To list all graph names, call the spark.dseGraphs method.

spark.dseGraphs()

See the API documentation for a full list of methods.

Configuring DSE Smart Analytics query routing

By default DSE Graph uses the DseGraphFrameInterceptorStrategy which will automatically intercept count, groupCount, and drop queries and route them to DseGraphFrame to improve performance. These simpler queries skip StarGraph RDD creation, allowing for faster execution times.

If a count or groupCount query is against a snapshot or has a path length longer than 2, DSE will not intercept the query.

To disable DseGraphFrameInterceptorStrategy, call the withoutStragies method on the graph.

g.withoutStrategies(com.datastax.bdp.graph.impl.tinkerpop.optimizer.DseGraphFrameInterceptorStrategy.class)
.V()
.count()

Copying graphs from one cluster to another using DseGraphFrame

You can copy graph data from one DSE cluster to another using DseGraphFrame. Modify the configuration in the Spark session to include both cluster names and connection points.

spark.setCassandraConf("cluster1", CassandraConnectorConf.ConnectionHostParam.option("10.0.0.1"))
spark.setCassandraConf("cluster2", CassandraConnectorConf.ConnectionHostParam.option("10.0.0.2"))

Connect to the graphs on the source and destination clusters.

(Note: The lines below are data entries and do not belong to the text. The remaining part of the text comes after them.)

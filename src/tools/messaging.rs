//! Message-queue tools: mq_send, mq_read
//!
//! Both act as the session's own identity; a sub-agent cannot send as someone else.

use async_trait::async_trait;
use serde_json::{json, Value};

use crate::core::{Result, ToolCategory, ToolDefinition};
use crate::tools::{optional_str, required_str, Tool, ToolContext};

/// mq_send
pub struct MqSendTool {
    ctx: ToolContext,
}

impl MqSendTool {
    pub fn new(ctx: ToolContext) -> Self {
        Self { ctx }
    }
}

#[async_trait]
impl Tool for MqSendTool {
    fn definition(&self) -> ToolDefinition {
        ToolDefinition::function(
            "mq_send",
            "Send a message to another agent via the message queue. Use \"main\" to message the main agent, an agent ID like \"a001\" for a sub-agent, or \"broadcast\" for all agents.",
            json!({
                "type": "object",
                "properties": {
                    "to": {
                        "type": "string",
                        "description": "Recipient agent ID (\"main\", \"a001\", etc.) or \"broadcast\""
                    },
                    "body": {"type": "string", "description": "Message content"}
                },
                "required": ["to", "body"]
            }),
        )
    }

    fn category(&self) -> ToolCategory {
        ToolCategory::Messaging
    }

    async fn execute(&self, args: &Value) -> Result<String> {
        let to = required_str(args, "to")?;
        let body = required_str(args, "body")?;
        let message = self.ctx.mailbox().send(self.ctx.identity.as_str(), to, body)?;

        Ok(json!({
            "sent": true,
            "id": message.id,
            "from": message.from,
            "to": message.to,
        })
        .to_string())
    }
}

/// mq_read
pub struct MqReadTool {
    ctx: ToolContext,
}

impl MqReadTool {
    pub fn new(ctx: ToolContext) -> Self {
        Self { ctx }
    }
}

#[async_trait]
impl Tool for MqReadTool {
    fn definition(&self) -> ToolDefinition {
        ToolDefinition::function(
            "mq_read",
            "Read messages from the message queue addressed to you or broadcast. Optionally filter by timestamp.",
            json!({
                "type": "object",
                "properties": {
                    "since": {
                        "type": "string",
                        "description": "ISO timestamp; only return messages after this time (optional)"
                    }
                }
            }),
        )
    }

    fn category(&self) -> ToolCategory {
        ToolCategory::Messaging
    }

    async fn execute(&self, args: &Value) -> Result<String> {
        let since = optional_str(args, "since");
        let messages = self
            .ctx
            .mailbox()
            .read_since(self.ctx.identity.as_str(), since);
        Ok(serde_json::to_string(&messages)?)
    }
}

#[cfg(test)]
mod tests {
    use super::*;
    use crate::swarm::{AgentIdentity, MqMessage};

    #[tokio::test]
    async fn test_send_stamps_identity_and_read_filters() {
        let dir = tempfile::tempdir().unwrap();
        let worker = ToolContext::new(AgentIdentity::agent("a001"), dir.path());
        let coordinator = ToolContext::new(AgentIdentity::coordinator(), dir.path());

        let sent = MqSendTool::new(worker.clone())
            .execute(&json!({"to": "main", "body": "done with step 1"}))
            .await
            .unwrap();
        let sent: Value = serde_json::from_str(&sent).unwrap();
        assert_eq!(sent, json!({"sent": true, "id": "0001", "from": "a001", "to": "main"}));

        MqSendTool::new(coordinator.clone())
            .execute(&json!({"to": "a002", "body": "not for a001"}))
            .await
            .unwrap();

        let read = MqReadTool::new(coordinator).execute(&json!({})).await.unwrap();
        let read: Vec<MqMessage> = serde_json::from_str(&read).unwrap();
        assert_eq!(read.len(), 1);
        assert_eq!(read[0].body, "done with step 1");

        let read = MqReadTool::new(worker).execute(&json!({})).await.unwrap();
        let read: Vec<MqMessage> = serde_json::from_str(&read).unwrap();
        assert!(read.is_empty());
    }

    #[tokio::test]
    async fn test_read_since_watermark() {
        let dir = tempfile::tempdir().unwrap();
        let ctx = ToolContext::new(AgentIdentity::agent("a001"), dir.path());
        let first = ctx.mailbox().send("main", "broadcast", "one").unwrap();
        std::thread::sleep(std::time::Duration::from_millis(2));
        ctx.mailbox().send("main", "a001", "two").unwrap();

        let read = MqReadTool::new(ctx)
            .execute(&json!({"since": first.timestamp}))
            .await
            .unwrap();
        let read: Vec<MqMessage> = serde_json::from_str(&read).unwrap();
        assert_eq!(read.len(), 1);
        assert_eq!(read[0].body, "two");
    }
}
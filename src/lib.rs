//! Convoy - multi-agent coding assistant
//!
//! A coordinator agent talks to an OpenAI-compatible streaming endpoint, runs tools,
//! and delegates work to sub-agents running as separate processes. Everything the
//! agents share lives in one state directory.
//!
//! # Architecture
//!
//! - **Core**: Shared types, configuration, and error handling
//! - **LLM**: Streaming client and SSE decoder behind the `LlmProvider` trait
//! - **Agent**: Conversation loop, typed events, and the sub-agent worker
//! - **Swarm**: Agent lifecycle, message queue, and heartbeat
//! - **Tools**: Tool registry with filesystem, shell, task, messaging, and agent tools
//! - **CLI**: Coordinator REPL
//!
//! # Usage
//!
//! ```rust,no_run
//! use std::sync::Arc;
//! use convoy::agent::{NullSink, Session};
//! use convoy::llm::ChatClient;
//! use convoy::swarm::AgentIdentity;
//! use convoy::tools::{ToolContext, ToolRegistry};
//!
//! #[tokio::main]
//! async fn main() -> convoy::Result<()> {
//!     let config = convoy::Config::load();
//!     let ctx = ToolContext::new(AgentIdentity::agent("a001"), &config.swarm.state_dir);
//!     let mut session = Session::new(
//!         Arc::new(ChatClient::from_config(&config.llm)?),
//!         Arc::new(ToolRegistry::for_sub_agent(&ctx)),
//!         "You are a helpful assistant.",
//!         10,
//!     );
//!     let outcome = session.run("List the files here", &NullSink).await;
//!     println!("{:?}", outcome.final_text);
//!     Ok(())
//! }
//! ```

pub mod agent;
pub mod cli;
pub mod core;
pub mod llm;
pub mod swarm;
pub mod tools;

// Re-export commonly used items
pub use agent::Session;
pub use cli::Repl;
pub use core::{Config, ConvoyError, Result};
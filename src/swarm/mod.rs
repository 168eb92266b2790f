//! Swarm module - multi-agent coordination over a shared state directory
//!
//! Sub-agents are separate OS processes. Everything they share with the coordinator
//! lives under one directory: agent records, the message queue, and the task board.

pub mod heartbeat;
pub mod ids;
pub mod mailbox;
pub mod manager;
pub mod store;

pub use heartbeat::{ActivityFeed, HeartbeatMonitor, HeartbeatRace, HeartbeatReport, InputSource, StatusChange, Turn};
pub use mailbox::{Mailbox, MqMessage, BROADCAST, COORDINATOR_ID};
pub use manager::{AgentManager, AgentReport, WorkerCommand};
pub use store::{AgentRecord, AgentResult, AgentStatus, AgentStore};

/// Environment variable carrying a worker's agent id
pub const AGENT_ID_ENV: &str = "CONVOY_AGENT_ID";
/// Environment variable carrying context inherited from the parent
pub const AGENT_CONTEXT_ENV: &str = "CONVOY_AGENT_CONTEXT";
/// Environment variable carrying the shared state directory
pub const STATE_DIR_ENV: &str = "CONVOY_STATE_DIR";

/// Who is acting: the coordinator or one specific sub-agent.
///
/// Stamped on outgoing messages and used to pick the capability set.
#[derive(Debug, Clone, PartialEq, Eq, Hash)]
pub struct AgentIdentity(String);

impl AgentIdentity {
    /// The interactive coordinator
    pub fn coordinator() -> Self {
        Self(COORDINATOR_ID.to_string())
    }

    /// A spawned sub-agent
    pub fn agent(id: impl Into<String>) -> Self {
        Self(id.into())
    }

    pub fn as_str(&self) -> &str {
        &self.0
    }
}

impl std::fmt::Display for AgentIdentity {
    fn fmt(&self, f: &mut std::fmt::Formatter<'_>) -> std::fmt::Result {
        f.write_str(&self.0)
    }
}
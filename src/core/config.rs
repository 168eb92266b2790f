//! Configuration management for Convoy
//!
//! Supports environment variables, config files, and runtime overrides.
//!
//! Config file location: ~/.config/convoy/config.toml

use serde::{Deserialize, Serialize};
use std::env;
use std::fs;
use std::path::PathBuf;
use std::time::Duration;

use crate::core::error::{ConvoyError, Result};

/// Main configuration for Convoy
#[derive(Debug, Clone, Default, Serialize, Deserialize)]
pub struct Config {
    /// Model endpoint configuration
    #[serde(default)]
    pub llm: LlmConfig,
    /// Conversation loop configuration
    #[serde(default)]
    pub agent: AgentConfig,
    /// Multi-agent coordination configuration
    #[serde(default)]
    pub swarm: SwarmConfig,
}

/// Streaming chat-completion endpoint
#[derive(Debug, Clone, Serialize, Deserialize)]
#[serde(default)]
pub struct LlmConfig {
    /// Base URL of an OpenAI-compatible API (e.g. http://localhost:1234/v1)
    pub base_url: String,
    /// Model name sent with every request
    pub model: String,
    /// Bearer token, if the endpoint needs one
    #[serde(default, skip_serializing_if = "Option::is_none")]
    pub api_key: Option<String>,
    /// Token budget sent with each request; also the context-utilization maximum
    pub max_tokens: u32,
    /// Abort the stream when no bytes arrive for this long
    pub read_timeout_secs: u64,
    /// Route `<think>...</think>` spans in the content channel to reasoning
    #[serde(default)]
    pub inline_think: bool,
}

/// Conversation loop behavior
#[derive(Debug, Clone, Serialize, Deserialize)]
#[serde(default)]
pub struct AgentConfig {
    /// Round ceiling for the interactive coordinator
    pub max_iterations: usize,
    /// Round ceiling for one-off `--prompt` runs
    pub single_shot_max_iterations: usize,
    /// Round ceiling for sub-agent workers
    pub sub_agent_max_iterations: usize,
    /// Whether to show debug output
    pub debug: bool,
    /// System prompt override for the coordinator
    #[serde(default, skip_serializing_if = "Option::is_none")]
    pub system_prompt: Option<String>,
}

/// Shared-filesystem coordination
#[derive(Debug, Clone, Serialize, Deserialize)]
#[serde(default)]
pub struct SwarmConfig {
    /// Root of agents/, mq/ and tasks/
    pub state_dir: PathBuf,
    /// Heartbeat poll interval
    pub heartbeat_interval_secs: u64,
    /// Command used to launch a worker; the prompt is appended as the last argument.
    /// Defaults to this executable with the `worker` subcommand.
    #[serde(default, skip_serializing_if = "Option::is_none")]
    pub worker_command: Option<Vec<String>>,
}

fn parse_flag(value: &str) -> bool {
    value == "true" || value == "1"
}

impl Default for LlmConfig {
    fn default() -> Self {
        Self {
            base_url: "http://localhost:1234/v1".to_string(),
            model: "zai-org/glm-4.7-flash".to_string(),
            api_key: None,
            max_tokens: 202_752,
            read_timeout_secs: 120,
            inline_think: false,
        }
    }
}

impl Default for AgentConfig {
    fn default() -> Self {
        Self {
            max_iterations: 100,
            single_shot_max_iterations: 25,
            sub_agent_max_iterations: 50,
            debug: false,
            system_prompt: None,
        }
    }
}

impl Default for SwarmConfig {
    fn default() -> Self {
        Self {
            state_dir: PathBuf::from(".convoy"),
            heartbeat_interval_secs: 5,
            worker_command: None,
        }
    }
}

impl LlmConfig {
    /// Per-read stream timeout
    pub fn read_timeout(&self) -> Duration {
        Duration::from_secs(self.read_timeout_secs)
    }

    /// Full URL of the chat-completions route
    pub fn chat_url(&self) -> Result<url::Url> {
        let base = format!("{}/", self.base_url.trim_end_matches('/'));
        url::Url::parse(&base)
            .and_then(|u| u.join("chat/completions"))
            .map_err(|e| ConvoyError::config(format!("Invalid base_url '{}': {}", self.base_url, e)))
    }
}

impl SwarmConfig {
    /// Heartbeat poll interval
    pub fn heartbeat_interval(&self) -> Duration {
        Duration::from_secs(self.heartbeat_interval_secs.max(1))
    }
}

impl Config {
    /// Get the config directory path
    pub fn config_dir() -> PathBuf {
        dirs::config_dir()
            .unwrap_or_else(|| PathBuf::from("."))
            .join("convoy")
    }

    /// Get the config file path
    pub fn config_file() -> PathBuf {
        Self::config_dir().join("config.toml")
    }

    /// Load configuration from file, environment, and defaults
    /// Priority: CLI args > env vars > config file > defaults
    pub fn load() -> Self {
        let _ = dotenvy::dotenv();

        let mut config = match Self::load_from_file() {
            Ok(config) => config,
            Err(e) => {
                tracing::debug!(error = %e, "using default configuration");
                Self::default()
            }
        };
        config.apply_env();
        config
    }

    /// Override fields from `CONVOY_*` environment variables
    pub fn apply_env(&mut self) {
        self.apply_env_with(|key| env::var(key).ok());
    }

    /// Override fields from `CONVOY_*` variables looked up through `var`.
    ///
    /// Unparseable numbers are ignored.
    pub fn apply_env_with(&mut self, var: impl Fn(&str) -> Option<String>) {
        if let Some(v) = var("CONVOY_BASE_URL") {
            self.llm.base_url = v;
        }
        if let Some(v) = var("CONVOY_MODEL") {
            self.llm.model = v;
        }
        if let Some(v) = var("CONVOY_API_KEY") {
            self.llm.api_key = Some(v);
        }
        if let Some(v) = var("CONVOY_MAX_TOKENS").and_then(|v| v.parse().ok()) {
            self.llm.max_tokens = v;
        }
        if let Some(v) = var("CONVOY_READ_TIMEOUT_SECS").and_then(|v| v.parse().ok()) {
            self.llm.read_timeout_secs = v;
        }
        if let Some(v) = var("CONVOY_INLINE_THINK") {
            self.llm.inline_think = parse_flag(&v);
        }
        if let Some(v) = var("CONVOY_DEBUG") {
            self.agent.debug = parse_flag(&v);
        }
        if let Some(v) = var("CONVOY_STATE_DIR") {
            self.swarm.state_dir = PathBuf::from(v);
        }
        if let Some(v) = var("CONVOY_HEARTBEAT_SECS").and_then(|v| v.parse().ok()) {
            self.swarm.heartbeat_interval_secs = v;
        }
    }

    /// Variables that make a worker's `load()` resolve the same endpoint settings,
    /// including CLI overrides applied to this configuration
    pub fn worker_env(&self) -> Vec<(&'static str, String)> {
        let mut vars = vec![
            ("CONVOY_BASE_URL", self.llm.base_url.clone()),
            ("CONVOY_MODEL", self.llm.model.clone()),
            ("CONVOY_MAX_TOKENS", self.llm.max_tokens.to_string()),
            ("CONVOY_READ_TIMEOUT_SECS", self.llm.read_timeout_secs.to_string()),
            ("CONVOY_INLINE_THINK", self.llm.inline_think.to_string()),
            ("CONVOY_DEBUG", self.agent.debug.to_string()),
        ];
        if let Some(key) = &self.llm.api_key {
            vars.push(("CONVOY_API_KEY", key.clone()));
        }
        vars
    }

    /// Load configuration from file only
    pub fn load_from_file() -> Result<Self> {
        let config_path = Self::config_file();

        if !config_path.exists() {
            return Err(ConvoyError::config("Config file not found"));
        }

        let content = fs::read_to_string(&config_path)
            .map_err(|e| ConvoyError::config(format!("Failed to read config: {}", e)))?;

        Self::from_toml(&content)
    }

    /// Parse configuration from TOML text
    pub fn from_toml(content: &str) -> Result<Self> {
        toml::from_str(content)
            .map_err(|e| ConvoyError::config(format!("Failed to parse config: {}", e)))
    }

    /// Save configuration to file and return the path
    pub fn save(&self) -> Result<PathBuf> {
        let config_dir = Self::config_dir();
        let config_path = Self::config_file();

        fs::create_dir_all(&config_dir)
            .map_err(|e| ConvoyError::config(format!("Failed to create config dir: {}", e)))?;

        let content = toml::to_string_pretty(self)
            .map_err(|e| ConvoyError::config(format!("Failed to serialize config: {}", e)))?;

        fs::write(&config_path, content)
            .map_err(|e| ConvoyError::config(format!("Failed to write config: {}", e)))?;

        Ok(config_path)
    }

    /// Generate a default config file content for display
    pub fn default_config_toml() -> String {
        toml::to_string_pretty(&Config::default())
            .unwrap_or_else(|_| String::from("# Error generating config"))
    }
}
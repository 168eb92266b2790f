//! Convoy - multi-agent coding assistant
//!
//! Main entry point for the CLI application. The hidden `worker` subcommand is
//! what the coordinator launches for each sub-agent.

use std::path::PathBuf;
use std::sync::Arc;

use clap::{Parser, Subcommand};
use convoy::agent::{run_worker, WorkerSpec};
use convoy::llm::ChatClient;
use convoy::swarm::AgentStatus;
use convoy::{Config, Repl};
use tracing_subscriber::EnvFilter;

/// Convoy - multi-agent coding assistant
#[derive(Parser, Debug)]
#[command(name = "convoy")]
#[command(author, version, about, long_about = None)]
struct Args {
    /// Model name sent to the endpoint
    #[arg(long, short = 'm', global = true)]
    model: Option<String>,

    /// Base URL of the OpenAI-compatible endpoint
    #[arg(long, global = true)]
    base_url: Option<String>,

    /// Directory shared with sub-agents (agents, message queue, tasks)
    #[arg(long, global = true)]
    state_dir: Option<PathBuf>,

    /// Enable debug output
    #[arg(long, short = 'd', global = true)]
    debug: bool,

    /// Single prompt mode (non-interactive)
    #[arg(long, short = 'p')]
    prompt: Option<String>,

    #[command(subcommand)]
    command: Option<Command>,
}

#[derive(Subcommand, Debug)]
enum Command {
    /// Run as a sub-agent (launched by the coordinator)
    #[command(hide = true)]
    Worker {
        /// Task prompt
        #[arg(required = true, trailing_var_arg = true)]
        prompt: Vec<String>,
    },
    /// Print the default configuration, or write it with --save
    Config {
        #[arg(long)]
        save: bool,
    },
}

fn init_tracing(debug: bool) {
    let fallback = if debug { "convoy=debug" } else { "info" };
    let filter = EnvFilter::try_from_env("CONVOY_LOG").unwrap_or_else(|_| EnvFilter::new(fallback));
    tracing_subscriber::fmt()
        .with_env_filter(filter)
        .with_writer(std::io::stderr)
        .with_target(false)
        .init();
}

#[tokio::main]
async fn main() -> anyhow::Result<()> {
    let args = Args::parse();

    // Build configuration
    let mut config = Config::load();

    // Apply CLI overrides
    if let Some(model) = args.model {
        config.llm.model = model;
    }

    if let Some(base_url) = args.base_url {
        config.llm.base_url = base_url;
    }

    if let Some(state_dir) = args.state_dir {
        config.swarm.state_dir = state_dir;
    }

    if args.debug {
        config.agent.debug = true;
    }

    init_tracing(config.agent.debug);

    match args.command {
        Some(Command::Worker { prompt }) => {
            let spec = WorkerSpec::from_env(
                prompt.join(" "),
                &config.swarm.state_dir,
                config.agent.sub_agent_max_iterations,
            )?;
            let provider = Arc::new(ChatClient::from_config(&config.llm)?);
            let result = run_worker(provider, &spec).await?;
            if result.status == AgentStatus::Error {
                std::process::exit(1);
            }
            return Ok(());
        }
        Some(Command::Config { save }) => {
            if save {
                let path = config.save()?;
                println!("Wrote {}", path.display());
            } else {
                println!("# {}", Config::config_file().display());
                println!("{}", Config::default_config_toml());
            }
            return Ok(());
        }
        None => {}
    }

    // Single prompt mode
    if let Some(prompt) = args.prompt {
        let outcome = convoy::cli::run_once(&config, &prompt).await?;
        if !outcome.is_completed() {
            std::process::exit(1);
        }
        return Ok(());
    }

    // Interactive REPL mode
    let mut repl = Repl::with_config(config)?;
    repl.run().await?;

    Ok(())
}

spark.conf.set("cluster", "cluster1")
val source =  spark.dseGraph("srcGraph")
spark.conf.set("cluster", "cluster2")
val dst =  spark.dseGraph("dstGraph")

Update the vertices and edges on the destination graph using the source graph.

dst.updateVertices(src.V)
dst.updateEdges(src.E)

Using authorization with DseGraphFrame

If you have enabled authorization on DSE, grant execute permissions to the DseGraphRpc object.